* Task to carry out *
Begin at the first line of the records below and, please, give each line again exactly until the line with "every score vector." is included.
● ● ● ●
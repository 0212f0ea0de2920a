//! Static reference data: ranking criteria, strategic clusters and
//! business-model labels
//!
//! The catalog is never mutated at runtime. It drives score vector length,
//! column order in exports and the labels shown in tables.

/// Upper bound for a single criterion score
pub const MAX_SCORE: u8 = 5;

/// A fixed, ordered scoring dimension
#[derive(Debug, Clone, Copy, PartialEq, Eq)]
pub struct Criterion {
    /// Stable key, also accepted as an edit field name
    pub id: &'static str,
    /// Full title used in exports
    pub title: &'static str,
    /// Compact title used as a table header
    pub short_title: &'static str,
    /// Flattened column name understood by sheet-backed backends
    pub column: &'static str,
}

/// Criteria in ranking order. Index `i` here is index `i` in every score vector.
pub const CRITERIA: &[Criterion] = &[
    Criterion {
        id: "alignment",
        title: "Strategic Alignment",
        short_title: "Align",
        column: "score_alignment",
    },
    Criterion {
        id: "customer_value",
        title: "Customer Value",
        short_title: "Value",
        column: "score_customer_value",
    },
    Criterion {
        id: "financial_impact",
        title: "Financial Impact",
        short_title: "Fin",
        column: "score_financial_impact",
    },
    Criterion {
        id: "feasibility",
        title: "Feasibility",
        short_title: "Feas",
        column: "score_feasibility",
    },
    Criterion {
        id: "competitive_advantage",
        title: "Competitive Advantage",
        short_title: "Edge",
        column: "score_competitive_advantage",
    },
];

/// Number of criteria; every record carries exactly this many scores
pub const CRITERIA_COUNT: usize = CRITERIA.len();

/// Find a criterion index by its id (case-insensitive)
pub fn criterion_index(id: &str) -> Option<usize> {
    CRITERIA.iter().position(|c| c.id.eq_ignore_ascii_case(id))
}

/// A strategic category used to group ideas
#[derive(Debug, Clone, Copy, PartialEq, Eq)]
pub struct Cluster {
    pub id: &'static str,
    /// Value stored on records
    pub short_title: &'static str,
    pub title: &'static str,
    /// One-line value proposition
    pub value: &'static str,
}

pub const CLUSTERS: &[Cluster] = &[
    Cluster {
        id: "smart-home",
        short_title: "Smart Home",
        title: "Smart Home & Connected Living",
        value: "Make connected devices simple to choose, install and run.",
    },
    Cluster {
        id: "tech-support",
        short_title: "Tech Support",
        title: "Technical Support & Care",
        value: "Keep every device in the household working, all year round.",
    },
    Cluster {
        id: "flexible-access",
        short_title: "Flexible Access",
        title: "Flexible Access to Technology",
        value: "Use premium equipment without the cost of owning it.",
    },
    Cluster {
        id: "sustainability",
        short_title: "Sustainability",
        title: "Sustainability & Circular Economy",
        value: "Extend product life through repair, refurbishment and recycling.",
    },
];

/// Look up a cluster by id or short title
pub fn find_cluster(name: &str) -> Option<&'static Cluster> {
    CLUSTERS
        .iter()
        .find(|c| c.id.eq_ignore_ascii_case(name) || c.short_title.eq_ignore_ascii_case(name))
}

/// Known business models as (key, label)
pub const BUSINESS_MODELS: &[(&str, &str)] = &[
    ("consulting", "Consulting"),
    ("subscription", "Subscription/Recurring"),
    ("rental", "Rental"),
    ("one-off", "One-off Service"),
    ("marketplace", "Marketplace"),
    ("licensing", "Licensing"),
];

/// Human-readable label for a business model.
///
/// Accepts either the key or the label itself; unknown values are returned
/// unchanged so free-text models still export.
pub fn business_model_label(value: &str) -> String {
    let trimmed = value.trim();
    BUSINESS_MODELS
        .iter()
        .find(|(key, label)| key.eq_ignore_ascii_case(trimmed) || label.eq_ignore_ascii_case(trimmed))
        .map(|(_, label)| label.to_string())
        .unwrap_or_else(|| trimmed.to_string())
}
● ● ● ●
* Result below *
repository 0212f0ea0de2920a
//! Static reference data: ranking criteria, strategic clusters and
//! business-model labels
//!
//! The catalog is never mutated at runtime. It drives score vector length,
//! column order in exports and the labels shown in tables.

/// Upper bound for a single criterion score
pub const MAX_SCORE: u8 = 5;

/// A fixed, ordered scoring dimension
#[derive(Debug, Clone, Copy, PartialEq, Eq)]
pub struct Criterion {
    /// Stable key, also accepted as an edit field name
    pub id: &'static str,
    /// Full title used in exports
    pub title: &'static str,
    /// Compact title used as a table header
    pub short_title: &'static str,
    /// Flattened column name understood by sheet-backed backends
    pub column: &'static str,
}

/// Criteria in ranking order. Index `i` here is index `i` in every score vector.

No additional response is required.